Slate’s Emily Bazelon takes issue with my statement that the Supreme Court’s grant of review on the question whether Judge Diane Wood had “improperly disregarded this Court’s mandate” amounted to a “remarkable slam.” In Bazelon’s words:
It’s the parties, not the Supreme Court, that frame questions for a grant of cert. It’s true that the court can edit those questions. But the language drafted by the parties is the jumping-off point. If the court includes a question in its grant of cert, and then ultimately ignores it—which is what happened here—then the court is just following format by invoking the cert language before focusing on what the justices care about in the case.

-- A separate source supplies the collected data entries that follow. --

// electriC: lexer, parser and terminal AST viewer

use std::io;
use std::path::PathBuf;

use clap::{ArgAction, Parser};
use crossterm::{
    execute,
    terminal::{disable_raw_mode, enable_raw_mode, EnterAlternateScreen, LeaveAlternateScreen},
};
use ratatui::{backend::CrosstermBackend, Terminal};
use tracing_subscriber::EnvFilter;

use electric::report::Report;
use electric::source;
use electric::ui::App;

/// Environment variable holding a tracing filter directive.
const LOG_ENV: &str = "ELECTRIC_LOG";

/// Tokenize and parse an electriC program, then browse the result
#[derive(Debug, Parser)]
#[command(name = "electric", version, about)]
struct Cli {
    /// Source file to load (.ec)
    file: PathBuf,

    /// Print the token table and AST outline instead of starting the viewer
    #[arg(long)]
    dump: bool,

    /// Increase logging verbosity (-v: debug, -vv+: trace)
    #[arg(short, long, action = ArgAction::Count)]
    verbose: u8,
}

fn directive_for_verbosity(v: u8) -> &'static str {
    match v {
        0 => "warn",
        1 => "electric=debug",
        _ => "electric=trace",
    }
}

/// Log to stderr. The viewer owns the screen, so it only logs when asked to.
fn init_tracing(verbose: u8, interactive: bool) {
    let requested = verbose > 0 || std::env::var_os(LOG_ENV).is_some();
    if interactive && !requested {
        return;
    }

    tracing_subscriber::fmt()
        .with_env_filter(
            EnvFilter::try_from_env(LOG_ENV)
                .unwrap_or_else(|_| EnvFilter::new(directive_for_verbosity(verbose))),
        )
        .with_ansi(false)
        .with_writer(std::io::stderr)
        .init();
}

fn main() -> Result<(), Box<dyn std::error::Error>> {
    let cli = Cli::parse();
    init_tracing(cli.verbose, !cli.dump);

    let source = match source::load(&cli.file) {
        Ok(source) => source,
        Err(e) => {
            eprintln!("Error: {}", e);
            std::process::exit(1);
        }
    };

    let report = Report::build(source);

    if cli.dump {
        print!("{}", report.token_table());
        println!();
        print!("{}", report.tree());
        if !report.is_ok() {
            std::process::exit(1);
        }
        return Ok(());
    }

    // Set up terminal
    enable_raw_mode()?;
    let mut stdout = io::stdout();
    execute!(stdout, EnterAlternateScreen)?;
    let backend = CrosstermBackend::new(stdout);
    let mut terminal = Terminal::new(backend)?;

    // Create and run app
    let mut app = App::new(report);
    let res = app.run(&mut terminal);

    // Restore terminal
    disable_raw_mode()?;
    execute!(terminal.backend_mut(), LeaveAlternateScreen)?;
    terminal.show_cursor()?;

    if let Err(err) = res {
        eprintln!("Error: {:?}", err);
    }

    Ok(())
}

Here, that was the conclusion that Wood was wrong on the law about her reading here of the Hobbs Act. But not that she’d defied the Supreme Court’s mandate. Not one conservative justice wrote a mean little concurrence to scold Wood on that point, as any of them could have. They’d all either lost interest or decided she’d done no such thing. Like I said, nothing to see here.
Bazelon is correct that the petitioner frames the questions in its certiorari petition. But beyond the fact (which she acknowledges) that the Court can recast the questions on which it grants review, it’s also true the Court frequently selects among the questions in a certiorari petition, sometimes, say, granting on one and denying on the others. So the fact that it granted on the question whether Wood had “improperly disregarded this Court’s mandate” is, indeed, striking.
Bazelon’s effort to read backward from the Court’s ultimate disposition of the case is meritless. The fact that the Court ultimately decides a case on the basis of one question on which it granted review rather than another doesn’t suggest that the Court concluded that it was wrong to grant review on the second question.
Bazelon, of course, is right that the Court didn’t rule that Wood had defied the Court’s mandate. (I’ve made that clear.) But beyond the fact that the Court granted review on that question, it’s also noteworthy (as I’ve pointed out) that the last sentence of Justice Breyer’s unanimous opinion goes out of its way to prevent any further mischief by Wood: “The judgment of the Court of Appeals is reversed, and the cases are remanded for entry of judgment for petitioners.” It’s not surprising that that resolution satisfied those justices (conservative or otherwise) who had voted to grant review of the question whether Wood had improperly disregarded the Court’s mandate.